▶ _Dataset entries_:
↓
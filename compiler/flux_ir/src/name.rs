//! Interned identifiers for variables, fields and callees.

use std::fmt;

use rustc_hash::FxHashMap;

/// Interned string identifier.
///
/// Two names compare equal iff they were interned from the same string by
/// the same [`StringInterner`].
#[derive(Copy, Clone, Eq, PartialEq, Ord, PartialOrd, Hash, Default)]
#[cfg_attr(feature = "serde", derive(serde::Serialize, serde::Deserialize))]
#[repr(transparent)]
pub struct Name(u32);

impl Name {
    /// Pre-interned empty string.
    pub const EMPTY: Name = Name(0);

    #[inline]
    pub const fn from_raw(raw: u32) -> Self {
        Name(raw)
    }

    #[inline]
    pub const fn raw(self) -> u32 {
        self.0
    }
}

impl fmt::Debug for Name {
    fn fmt(&self, f: &mut fmt::Formatter<'_>) -> fmt::Result {
        write!(f, "Name({})", self.0)
    }
}

/// Single-threaded string interner owned by one [`Program`](crate::Program).
///
/// The optimizer runs one function at a time on one thread, so unlike a
/// query-driven front end there is no sharding or locking here.
#[derive(Clone, Debug)]
#[cfg_attr(feature = "serde", derive(serde::Serialize, serde::Deserialize))]
pub struct StringInterner {
    map: FxHashMap<String, Name>,
    strings: Vec<String>,
}

impl StringInterner {
    pub fn new() -> Self {
        let mut interner = StringInterner {
            map: FxHashMap::default(),
            strings: Vec::with_capacity(64),
        };
        interner.map.insert(String::new(), Name::EMPTY);
        interner.strings.push(String::new());
        interner
    }

    /// Intern `s`, returning the existing name if it was seen before.
    ///
    /// # Panics
    /// Panics if more than `u32::MAX` distinct strings are interned.
    pub fn intern(&mut self, s: &str) -> Name {
        if let Some(&name) = self.map.get(s) {
            return name;
        }
        let raw = u32::try_from(self.strings.len())
            .unwrap_or_else(|_| panic!("too many interned names: {}", self.strings.len()));
        let name = Name(raw);
        self.map.insert(s.to_owned(), name);
        self.strings.push(s.to_owned());
        name
    }

    /// Look up the string for `name`. Unknown names resolve to `""`.
    pub fn lookup(&self, name: Name) -> &str {
        self.strings
            .get(name.0 as usize)
            .map_or("", String::as_str)
    }

    pub fn len(&self) -> usize {
        self.strings.len()
    }

    pub fn is_empty(&self) -> bool {
        self.strings.len() <= 1
    }
}

impl Default for StringInterner {
    fn default() -> Self {
        Self::new()
    }
}

#[cfg(test)]
mod tests {
    use super::*;

    #[test]
    fn interning_is_idempotent() {
        let mut interner = StringInterner::new();
        let a = interner.intern("field");
        let b = interner.intern("field");
        let c = interner.intern("other");
        assert_eq!(a, b);
        assert_ne!(a, c);
        assert_eq!(interner.lookup(c), "other");
    }

    #[test]
    fn empty_is_preinterned() {
        let mut interner = StringInterner::new();
        assert!(interner.is_empty());
        assert_eq!(interner.intern(""), Name::EMPTY);
        assert_eq!(interner.lookup(Name::from_raw(99)), "");
    }
}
↑
▶ _Aim of the exercise_: Scan the listing above. Gather each line that contains the word "StringInterner".

▶ _Written response_:
/// the same [`StringInterner`].
pub struct StringInterner {
impl StringInterner {
        let mut interner = StringInterner {
impl Default for StringInterner {
        let mut interner = StringInterner::new();
        let mut interner = StringInterner::new();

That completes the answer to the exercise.